When you reach the line that contains "Truncated template preview." in the data below, start reproducing lines exactly, and stop after the line that contains "item in the selected format".

*** Available data Section Begins ***

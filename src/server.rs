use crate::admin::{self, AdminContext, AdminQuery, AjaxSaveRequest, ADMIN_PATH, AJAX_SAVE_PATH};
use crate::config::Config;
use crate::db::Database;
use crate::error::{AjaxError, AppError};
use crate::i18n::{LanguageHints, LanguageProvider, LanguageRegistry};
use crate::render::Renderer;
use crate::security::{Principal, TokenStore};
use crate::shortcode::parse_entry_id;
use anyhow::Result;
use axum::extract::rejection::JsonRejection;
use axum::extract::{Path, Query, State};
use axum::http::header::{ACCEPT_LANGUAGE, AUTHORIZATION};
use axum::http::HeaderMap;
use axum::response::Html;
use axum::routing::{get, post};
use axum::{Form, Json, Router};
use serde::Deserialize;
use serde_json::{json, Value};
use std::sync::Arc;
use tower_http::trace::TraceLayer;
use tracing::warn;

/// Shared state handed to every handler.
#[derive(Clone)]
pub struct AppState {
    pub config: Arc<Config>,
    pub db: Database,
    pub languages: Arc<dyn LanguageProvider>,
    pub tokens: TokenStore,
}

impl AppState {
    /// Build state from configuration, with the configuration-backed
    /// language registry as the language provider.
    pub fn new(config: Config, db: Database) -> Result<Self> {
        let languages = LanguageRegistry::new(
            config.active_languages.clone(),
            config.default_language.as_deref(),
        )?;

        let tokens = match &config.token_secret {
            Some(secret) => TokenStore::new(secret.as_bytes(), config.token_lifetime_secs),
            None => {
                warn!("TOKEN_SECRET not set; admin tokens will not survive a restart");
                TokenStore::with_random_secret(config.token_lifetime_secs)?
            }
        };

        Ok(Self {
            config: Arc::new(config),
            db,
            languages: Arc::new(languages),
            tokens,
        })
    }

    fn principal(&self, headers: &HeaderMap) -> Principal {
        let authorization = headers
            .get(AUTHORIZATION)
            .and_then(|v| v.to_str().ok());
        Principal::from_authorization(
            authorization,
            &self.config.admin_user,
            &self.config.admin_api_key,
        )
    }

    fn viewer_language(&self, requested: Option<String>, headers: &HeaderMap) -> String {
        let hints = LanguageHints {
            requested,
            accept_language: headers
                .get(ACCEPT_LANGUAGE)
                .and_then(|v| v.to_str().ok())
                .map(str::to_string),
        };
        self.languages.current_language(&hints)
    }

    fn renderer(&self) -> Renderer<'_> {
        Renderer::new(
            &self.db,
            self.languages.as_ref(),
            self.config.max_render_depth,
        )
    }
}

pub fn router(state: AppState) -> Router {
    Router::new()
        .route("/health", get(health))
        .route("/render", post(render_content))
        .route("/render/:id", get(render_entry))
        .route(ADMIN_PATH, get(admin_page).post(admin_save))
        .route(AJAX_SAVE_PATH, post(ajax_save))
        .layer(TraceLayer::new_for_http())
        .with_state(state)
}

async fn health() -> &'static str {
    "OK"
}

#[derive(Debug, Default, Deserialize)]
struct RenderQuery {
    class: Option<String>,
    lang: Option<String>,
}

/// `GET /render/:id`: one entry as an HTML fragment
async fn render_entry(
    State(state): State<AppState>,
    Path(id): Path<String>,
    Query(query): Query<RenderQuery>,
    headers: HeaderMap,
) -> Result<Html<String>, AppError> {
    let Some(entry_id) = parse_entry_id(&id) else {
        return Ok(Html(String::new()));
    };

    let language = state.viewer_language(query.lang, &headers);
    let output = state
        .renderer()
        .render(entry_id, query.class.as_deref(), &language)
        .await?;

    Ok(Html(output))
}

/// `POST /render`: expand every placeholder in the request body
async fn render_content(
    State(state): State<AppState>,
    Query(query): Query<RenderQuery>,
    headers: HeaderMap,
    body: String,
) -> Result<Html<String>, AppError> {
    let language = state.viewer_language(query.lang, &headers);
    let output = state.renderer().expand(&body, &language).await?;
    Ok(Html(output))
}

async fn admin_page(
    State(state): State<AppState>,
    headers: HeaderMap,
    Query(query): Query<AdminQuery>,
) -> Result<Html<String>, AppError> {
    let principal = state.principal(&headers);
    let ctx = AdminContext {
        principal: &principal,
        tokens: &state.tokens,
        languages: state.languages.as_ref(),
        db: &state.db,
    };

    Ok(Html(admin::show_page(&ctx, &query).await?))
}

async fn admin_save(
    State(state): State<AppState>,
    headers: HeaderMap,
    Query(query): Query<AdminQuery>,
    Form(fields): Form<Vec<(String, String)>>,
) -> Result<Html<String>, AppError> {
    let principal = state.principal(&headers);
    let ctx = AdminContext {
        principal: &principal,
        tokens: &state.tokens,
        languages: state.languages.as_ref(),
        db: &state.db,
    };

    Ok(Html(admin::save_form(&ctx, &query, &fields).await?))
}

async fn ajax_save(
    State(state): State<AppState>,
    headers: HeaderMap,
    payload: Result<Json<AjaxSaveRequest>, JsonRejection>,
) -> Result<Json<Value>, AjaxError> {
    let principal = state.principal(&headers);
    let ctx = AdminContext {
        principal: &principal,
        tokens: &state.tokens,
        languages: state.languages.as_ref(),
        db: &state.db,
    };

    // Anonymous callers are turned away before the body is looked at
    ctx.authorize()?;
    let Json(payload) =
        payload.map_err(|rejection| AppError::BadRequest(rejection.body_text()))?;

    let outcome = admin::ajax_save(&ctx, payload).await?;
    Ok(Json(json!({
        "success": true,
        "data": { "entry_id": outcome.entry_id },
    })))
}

*** Available data Section Ends ***
*** Available data Section Begins ***

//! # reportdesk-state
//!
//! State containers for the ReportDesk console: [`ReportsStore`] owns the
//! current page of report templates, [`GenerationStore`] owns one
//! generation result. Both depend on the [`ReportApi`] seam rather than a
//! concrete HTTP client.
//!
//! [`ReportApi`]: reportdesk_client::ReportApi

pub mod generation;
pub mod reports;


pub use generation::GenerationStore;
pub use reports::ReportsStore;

*** Available data Section Ends ***
*** Available data Section Begins ***

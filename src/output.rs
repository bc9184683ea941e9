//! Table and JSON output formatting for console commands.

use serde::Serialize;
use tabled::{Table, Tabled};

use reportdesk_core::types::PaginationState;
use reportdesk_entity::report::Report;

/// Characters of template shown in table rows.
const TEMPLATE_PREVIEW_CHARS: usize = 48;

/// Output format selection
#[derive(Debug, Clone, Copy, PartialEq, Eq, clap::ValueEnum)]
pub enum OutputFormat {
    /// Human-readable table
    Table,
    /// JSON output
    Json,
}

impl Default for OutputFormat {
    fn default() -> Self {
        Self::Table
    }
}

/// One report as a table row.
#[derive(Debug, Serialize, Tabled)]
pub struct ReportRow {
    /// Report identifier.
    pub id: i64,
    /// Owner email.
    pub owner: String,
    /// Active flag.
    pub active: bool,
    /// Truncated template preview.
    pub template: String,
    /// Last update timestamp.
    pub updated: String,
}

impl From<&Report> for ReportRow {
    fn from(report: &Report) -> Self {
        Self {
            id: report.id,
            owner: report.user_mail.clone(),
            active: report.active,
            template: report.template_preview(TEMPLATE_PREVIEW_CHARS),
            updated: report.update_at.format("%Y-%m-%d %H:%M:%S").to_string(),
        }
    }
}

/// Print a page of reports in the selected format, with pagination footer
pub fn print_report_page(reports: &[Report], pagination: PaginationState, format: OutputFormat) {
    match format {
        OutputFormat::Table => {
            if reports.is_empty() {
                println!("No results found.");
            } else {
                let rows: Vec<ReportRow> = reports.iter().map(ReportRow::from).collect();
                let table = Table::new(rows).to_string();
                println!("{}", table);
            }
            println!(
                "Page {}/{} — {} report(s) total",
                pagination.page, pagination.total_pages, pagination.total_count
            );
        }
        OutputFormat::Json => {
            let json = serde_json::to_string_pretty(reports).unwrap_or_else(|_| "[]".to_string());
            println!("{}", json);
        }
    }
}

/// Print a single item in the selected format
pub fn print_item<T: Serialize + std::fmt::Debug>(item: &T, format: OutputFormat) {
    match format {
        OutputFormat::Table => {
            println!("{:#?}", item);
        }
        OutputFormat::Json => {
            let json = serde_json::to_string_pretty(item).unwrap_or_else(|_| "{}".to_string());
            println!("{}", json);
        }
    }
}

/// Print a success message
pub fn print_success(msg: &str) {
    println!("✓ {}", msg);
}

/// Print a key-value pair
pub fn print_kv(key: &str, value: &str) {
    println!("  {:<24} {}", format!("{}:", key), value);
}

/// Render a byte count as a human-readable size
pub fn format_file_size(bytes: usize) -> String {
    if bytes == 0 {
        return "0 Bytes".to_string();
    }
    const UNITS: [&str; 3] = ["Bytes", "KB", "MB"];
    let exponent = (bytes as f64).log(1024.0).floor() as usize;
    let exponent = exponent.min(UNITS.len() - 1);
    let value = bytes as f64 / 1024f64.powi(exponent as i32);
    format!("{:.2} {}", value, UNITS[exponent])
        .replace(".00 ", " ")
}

*** Available data Section Ends ***

> _Answer section_
    /// Truncated template preview.
    pub template: String,
    /// Last update timestamp.
    pub updated: String,
}

impl From<&Report> for ReportRow {
    fn from(report: &Report) -> Self {
        Self {
            id: report.id,
            owner: report.user_mail.clone(),
            active: report.active,
            template: report.template_preview(TEMPLATE_PREVIEW_CHARS),
            updated: report.update_at.format("%Y-%m-%d %H:%M:%S").to_string(),
        }
    }
}

/// Print a page of reports in the selected format, with pagination footer
pub fn print_report_page(reports: &[Report], pagination: PaginationState, format: OutputFormat) {
    match format {
        OutputFormat::Table => {
            if reports.is_empty() {
                println!("No results found.");
            } else {
                let rows: Vec<ReportRow> = reports.iter().map(ReportRow::from).collect();
                let table = Table::new(rows).to_string();
                println!("{}", table);
            }
            println!(
                "Page {}/{} — {} report(s) total",
                pagination.page, pagination.total_pages, pagination.total_count
            );
        }
        OutputFormat::Json => {
            let json = serde_json::to_string_pretty(reports).unwrap_or_else(|_| "[]".to_string());
            println!("{}", json);
        }
    }
}

/// Print a single item in the selected format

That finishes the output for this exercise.